ANBO

Een uitwedstrijd van de Zinkwegse Boys begint qua supporters steeds meer op een uitstapje van de ANBO te lijken. De Algemene Nederlandse Bond voor Ouderen. Alleen de bus met Geer en Goor ontbreken. 
Het is wel altijd een heel gezellig samenzijn. De meeste oudgedienden zijn al ver vóór aanvang van de wedstrijd aanwezig. Dan worden de zieken en dooien doorgenomen. Voor de laatste categorie is vrijdagavond ‘Het Kompas’ nauwgezet bestudeerd. Voor de eerste is nieuwsgaring wat lastiger. 
Bij de wedstrijd van gisteren, ergens in Spijkenisse, ging het niet anders. Ik luister doorgaans maar half, omdat veel namen me zelfs na al die jaren nog weinig zeiden. Ook al verzekerde de verteller me, dat ik zo’n figuur wel moest kennen: “Je weet wel, van Nel en Piet…” Ik knikte dan maar begrijpend, mezelf afvragend, of ik al begon te dementeren. 
“….ze moet nu zelfs naar Dijkzigt..” vertelde inmiddels iemand, met veel ontzag in zijn stem. ‘Dijkzigt’ is bij veel ouderen nog steeds de naam voor het Erasmus Medisch Centrum en opname daarin staat garant voor veel ziekte-ontzag. Iemand die daarheen moet, moet wel erg ingewikkeld ziek zijn. Meestal wordt er dan nog fluisterend aan toegevoegd, dat er in ‘Dijkzigt’ een erg gespecialiseerde Professor de gelukkige gaat helpen. 

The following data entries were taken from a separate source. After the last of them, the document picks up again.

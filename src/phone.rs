/// Normalize a dialed string into an E.164-style dialable address.
///
/// 11 digits starting with `1` and bare 10-digit numbers are treated as
/// North American numbers. Anything else keeps its digits behind a `+`,
/// unless the raw input already carries a leading `+`, in which case it is
/// returned untouched. Never fails; callers validate non-emptiness.
pub fn normalize(raw: &str) -> String {
    let digits: String = raw.chars().filter(|c| c.is_ascii_digit()).collect();

    if digits.len() == 11 && digits.starts_with('1') {
        return format!("+{}", digits);
    }
    if digits.len() == 10 {
        return format!("+1{}", digits);
    }
    if raw.starts_with('+') {
        raw.to_string()
    } else {
        format!("+{}", digits)
    }
}

/// True when the address carries at least one digit after normalization.
pub fn is_dialable(address: &str) -> bool {
    address.chars().any(|c| c.is_ascii_digit())
}
//! Recording fake of the signaling platform for session tests.
use super::{
    CallEvent, CallEventReceiver, CallEventSender, CallHandle, CallHandleRef, ClientEvent,
    ClientEventReceiver, ClientEventSender, DialRequest, SignalingClient, SignalingClientRef,
    SignalingTransport,
};
use crate::credential::Credential;
use anyhow::{anyhow, Result};
use async_trait::async_trait;
use parking_lot::Mutex;
use std::sync::atomic::{AtomicBool, AtomicUsize, Ordering};
use std::sync::Arc;
use std::time::Duration;

#[derive(Default)]
pub struct FakeTransport {
    pub credentials: Mutex<Vec<Credential>>,
    pub clients: Mutex<Vec<Arc<FakeClient>>>,
    pub fail_connect: AtomicBool,
}

impl FakeTransport {
    pub fn new() -> Arc<Self> {
        Arc::new(Self::default())
    }

    pub fn connect_count(&self) -> usize {
        self.clients.lock().len()
    }

    pub fn last_client(&self) -> Option<Arc<FakeClient>> {
        self.clients.lock().last().cloned()
    }
}

#[async_trait]
impl SignalingTransport for FakeTransport {
    async fn connect(&self, credential: &Credential) -> Result<SignalingClientRef> {
        self.credentials.lock().push(credential.clone());
        if self.fail_connect.load(Ordering::SeqCst) {
            return Err(anyhow!("websocket handshake refused"));
        }
        let client = Arc::new(FakeClient::new(credential.clone()));
        self.clients.lock().push(client.clone());
        Ok(client)
    }
}

pub struct FakeClient {
    pub credential: Credential,
    events_tx: ClientEventSender,
    events_rx: Mutex<Option<ClientEventReceiver>>,
    pub dials: Mutex<Vec<DialRequest>>,
    pub calls: Mutex<Vec<Arc<FakeCall>>>,
    pub presence: Mutex<Vec<String>>,
    pub disconnects: AtomicUsize,
    /// How long the platform takes to create a dialed call
    pub dial_delay: Mutex<Duration>,
    pub fail_dial: AtomicBool,
    pub fail_start: AtomicBool,
    pub fail_presence: AtomicBool,
}

impl FakeClient {
    fn new(credential: Credential) -> Self {
        let (events_tx, events_rx) = tokio::sync::mpsc::unbounded_channel();
        Self {
            credential,
            events_tx,
            events_rx: Mutex::new(Some(events_rx)),
            dials: Mutex::new(Vec::new()),
            calls: Mutex::new(Vec::new()),
            presence: Mutex::new(Vec::new()),
            disconnects: AtomicUsize::new(0),
            dial_delay: Mutex::new(Duration::ZERO),
            fail_dial: AtomicBool::new(false),
            fail_start: AtomicBool::new(false),
            fail_presence: AtomicBool::new(false),
        }
    }

    pub fn emit(&self, event: ClientEvent) {
        self.events_tx.send(event).ok();
    }

    /// Surface an inbound call from `remote`.
    pub fn ring(&self, id: &str, remote: &str) -> Arc<FakeCall> {
        let call = Arc::new(FakeCall::new(id, Some(remote.to_string())));
        self.emit(ClientEvent::CallReceived(call.clone()));
        call
    }

    pub fn last_call(&self) -> Option<Arc<FakeCall>> {
        self.calls.lock().last().cloned()
    }

    pub fn disconnect_count(&self) -> usize {
        self.disconnects.load(Ordering::SeqCst)
    }
}

#[async_trait]
impl SignalingClient for FakeClient {
    fn take_events(&self) -> Option<ClientEventReceiver> {
        self.events_rx.lock().take()
    }

    async fn dial(&self, request: DialRequest) -> Result<CallHandleRef> {
        self.dials.lock().push(request.clone());
        let delay = *self.dial_delay.lock();
        if !delay.is_zero() {
            tokio::time::sleep(delay).await;
        }
        if self.fail_dial.load(Ordering::SeqCst) {
            return Err(anyhow!("dial rejected"));
        }
        let id = format!("out-{}", self.calls.lock().len() + 1);
        let call = Arc::new(FakeCall::new(&id, Some(request.to)));
        call.fail_start
            .store(self.fail_start.load(Ordering::SeqCst), Ordering::SeqCst);
        self.calls.lock().push(call.clone());
        Ok(call)
    }

    async fn online(&self, queues: &[String]) -> Result<()> {
        if self.fail_presence.load(Ordering::SeqCst) {
            return Err(anyhow!("presence update rejected"));
        }
        self.presence.lock().push(format!("online:{}", queues.join(",")));
        Ok(())
    }

    async fn offline(&self) -> Result<()> {
        if self.fail_presence.load(Ordering::SeqCst) {
            return Err(anyhow!("presence update rejected"));
        }
        self.presence.lock().push("offline".to_string());
        Ok(())
    }

    async fn disconnect(&self) -> Result<()> {
        self.disconnects.fetch_add(1, Ordering::SeqCst);
        self.emit(ClientEvent::SocketClosed);
        Ok(())
    }
}

pub struct FakeCall {
    id: String,
    remote: Option<String>,
    events_tx: CallEventSender,
    events_rx: Mutex<Option<CallEventReceiver>>,
    pub ops: Mutex<Vec<String>>,
    pub fail_start: AtomicBool,
    pub fail_answer: AtomicBool,
    pub fail_hangup: AtomicBool,
    pub fail_mute: AtomicBool,
}

impl FakeCall {
    pub fn new(id: &str, remote: Option<String>) -> Self {
        let (events_tx, events_rx) = tokio::sync::mpsc::unbounded_channel();
        Self {
            id: id.to_string(),
            remote,
            events_tx,
            events_rx: Mutex::new(Some(events_rx)),
            ops: Mutex::new(Vec::new()),
            fail_start: AtomicBool::new(false),
            fail_answer: AtomicBool::new(false),
            fail_hangup: AtomicBool::new(false),
            fail_mute: AtomicBool::new(false),
        }
    }

    pub fn emit(&self, event: CallEvent) {
        self.events_tx.send(event).ok();
    }

    pub fn ops(&self) -> Vec<String> {
        self.ops.lock().clone()
    }

    fn record(&self, op: &str, fail: &AtomicBool) -> Result<()> {
        self.ops.lock().push(op.to_string());
        if fail.load(Ordering::SeqCst) {
            return Err(anyhow!("{} failed", op));
        }
        Ok(())
    }
}

#[async_trait]
impl CallHandle for FakeCall {
    fn id(&self) -> String {
        self.id.clone()
    }

    fn remote(&self) -> Option<String> {
        self.remote.clone()
    }

    fn take_events(&self) -> Option<CallEventReceiver> {
        self.events_rx.lock().take()
    }

    async fn start(&self) -> Result<()> {
        self.record("start", &self.fail_start)
    }

    async fn answer(&self) -> Result<()> {
        self.record("answer", &self.fail_answer)
    }

    async fn hangup(&self) -> Result<()> {
        self.record("hangup", &self.fail_hangup)
    }

    async fn audio_mute(&self) -> Result<()> {
        self.record("mute", &self.fail_mute)
    }

    async fn audio_unmute(&self) -> Result<()> {
        self.record("unmute", &self.fail_mute)
    }

    async fn send_digits(&self, digits: &str) -> Result<()> {
        self.ops.lock().push(format!("digits:{}", digits));
        Ok(())
    }
}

De koffie was op. De klaaglijst afgewerkt. De wedstrijd kon beginnen. Eerst deden alle oude heertjes nog een plas, waarbij de beschikbaarheid van slechts één zitplé voor een wachtrij zorgde. 
En daarna schuifelde het veelal slecht ter been zijnde gezelschap richting veld. Aad Vink had zijn scootmobiel niet mee kunnen nemen. Bovendien was het ding te laag; hij had dan niet over de reclameborden kunnen kijken… Voorzitter Stephen Steijger ging voor erelid Tineke een stoel halen, omdat deze niet zo lang kon staan. Samen met mijn Elly hompelde ik gezellig mee. De wedstrijd verliep matig rampzalig. Matig tot de rust; toen was het 1-1, rampzalig daarna; er werd met 4-1 verloren. Tineke zat links naast/onder ons en praatte honderduit. Elly kletste gezellig mee en ik probeerde de wedstrijd te volgen. Een paar meter verderop stond een supporter van de thuisploeg. Ook een oudere man. Hij was erg aanwezig en riep van alles: “Scheids, dat is toch een gele kaart!!!” riep hij, zijn hand omhooghoudend, als was hij zelf arbiter, die een kaart omhoog hield. “Ik heb toch zo’n hekel aan onsportievelingen, die om gele kaarten vragen”, zei Tineke, goed hoorbaar. De man keek boos onze kant op. Ik keek bezorgd zijn kant op. En zocht vervolgens de rij Zinkweggers af, of ik Tineke’s lijfwacht Daan ergens zag staan. Maar zag hem nergens. Die stond vast nog in de rij met prostaatlijders voor het privaat. Ik besloot net te doen of ik er niet bij hoorde. 
“Zullen we maar een biertje gaan halen?” vroeg ik mijn lief een kwartier voor het eindsignaal, bij een hopeloze 4-1 achterstand. Het zonnetje was weg en het begon knap koud te worden en de zijlijn-scheids liep ook richting kantine, alwaar hij door een schattig kleinkind-meisje in de armen gevlogen werd. Tineke bleef als trouwe supporter nog even zitten. Tot het ging sneeuwen.